Selain itu, lebih lanjut Suyanto menjelaskan bahwa dalam unsur perizinan terdapat peristiwa konkret. Peristiwa konkret ini artinya peristiwa yang terjadi pada waktu tertentu, orang tertentu, tempat tertentu dan fakta hukum tertentu. Selain unsur-unsur tersebut, dalam perizinan juga terdapat unsur adanya prosedur dan persyaratan permohonan izin yang harus menempuh prosedur tertentu dan yang ditentukan oleh pemerintah selaku pemberi izin.

Suyanto menjelaskan bahwa dalam tata kelola izin pertambangan, pemerintah menetapkan kebijakan Wilayah Hukum Pertambangan (WHP). Konsep WHP meliputi ruang darat, ruang laut (ruang dalam bumi), tanah di bawah perairan, dan landas kontinen. WHP bukan untuk kegiatan penambangan. WHP menjadi ruang penyelidikan dan penelitian untuk mengetahui potensi mineral dan batu bara. Apabila ingin mengeksplorasi wilayah tersebut, statusnya harus diubah menjadi Wilayah Pertambangan (WP) dengan melibatkan pemerintah daerah dan masyarakat, serta sesuai rencana tata ruang. Wilayah Pertambangan (WP) adalah wilayah yang memiliki potensi mineral dan dapat dilakukan penambangan.

Lebih lanjut Suyanto menjelaskan bahwa setelah mendapatkan WP, proses selanjutnya adalah WP tersebut harus menjadi Wilayah Usaha Pertambangan (WUP). WUP merupakan bagian dari WP yang telah memiliki ketersediaan data, potensi, dan/atau informasi geologi. Setelah diketahui data, potensi dan/atau informasi geologi, WUP selanjutnya harus dikembangkan menjadi Wilayah Izin Usaha Pertambangan (WIUP). WIUP adalah wilayah yang diberikan kepada pemegang IUP untuk melakukan kegiatan eksplorasi dan produksi.

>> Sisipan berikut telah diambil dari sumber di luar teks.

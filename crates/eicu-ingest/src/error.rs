//! Error types for eICU source ingestion.

use std::path::PathBuf;
use thiserror::Error;

/// Errors that can occur while reading source tables.
#[derive(Debug, Error)]
pub enum IngestError {
    // === File System Errors ===
    /// Directory not found or not readable.
    #[error("directory not found: {path}")]
    DirectoryNotFound { path: PathBuf },

    /// Failed to read directory entries.
    #[error("failed to read directory {path}: {source}")]
    DirectoryRead {
        path: PathBuf,
        #[source]
        source: std::io::Error,
    },

    /// CSV file not found.
    #[error("CSV file not found: {path}")]
    FileNotFound { path: PathBuf },

    /// Failed to read file.
    #[error("failed to read file {path}: {source}")]
    FileRead {
        path: PathBuf,
        #[source]
        source: std::io::Error,
    },

    // === CSV Errors ===
    /// Malformed CSV content.
    #[error("failed to parse CSV {path}: {message}")]
    Csv { path: PathBuf, message: String },

    /// Required column not found in the header.
    #[error("required column '{column}' not found in {path}")]
    MissingColumn { column: String, path: PathBuf },

    /// A typed field could not be parsed.
    #[error("invalid {column} value '{value}' at {path}:{line}")]
    InvalidField {
        path: PathBuf,
        line: u64,
        column: String,
        value: String,
    },
}

impl IngestError {
    /// True for file system failures as opposed to bad file contents.
    pub fn is_io(&self) -> bool {
        matches!(
            self,
            IngestError::DirectoryNotFound { .. }
                | IngestError::DirectoryRead { .. }
                | IngestError::FileNotFound { .. }
                | IngestError::FileRead { .. }
        )
    }

    pub(crate) fn from_csv(path: &std::path::Path, error: csv::Error) -> Self {
        let message = error.to_string();
        match error.into_kind() {
            csv::ErrorKind::Io(source) => IngestError::FileRead {
                path: path.to_path_buf(),
                source,
            },
            _ => IngestError::Csv {
                path: path.to_path_buf(),
                message,
            },
        }
    }
}

/// Result type for ingestion operations.
pub type Result<T> = std::result::Result<T, IngestError>;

Suyanto mengatakan bahwa saat ini bentuk perizinan kegiatan usaha pertambangan menurut UU No. 3 Tahun 2020 terdiri dari beberapa jenis perizinan pertambangan. Ketentuan tersebut diatur dalam Pasal 35 ayat (3) UU No. Tahun 2020. Suyanto menjelaskan bahwa di sana disebutkan jenis perizinan antara lain: Izin Usaha Pertambangan (IUP); Izin Usaha Pertambangan Khusus (IUPK) ; Izin Usaha Pertambangan Khusus (IUPK) sebagai Kelanjutan Kontrak Karya dan PKP2B; Izin Pertambangan Rakyat (IPR); Surat Izin Pertambangan Batuan (SIPB); Izin Penugasan; Izin Usaha Jasa Pertambangan; dan Izin Pengangkutan dan Penjualan.

Perizinan kegiatan usaha pertambangan tersebut kini dikeluarkan oleh Badan Koordinasi Pananaman Modal (BKPM). Hal itu didasarkan pada  Peraturan Menteri Energi dan Sumber Daya Mineral tentang Perubahan Atas Peraturan Menteri Energi dan Sumber Daya Mineral No. 25 Tahun 2015 tentang Pendelegasian Wewenang Pemberian Perizinan Bidang Pertambangan Mineral dan Batubara Dalam Rangka Pelaksanaan Pelayanan Terpadu Satu Pintu Kepada Kepala Badan Koordinasi Penanaman Modal.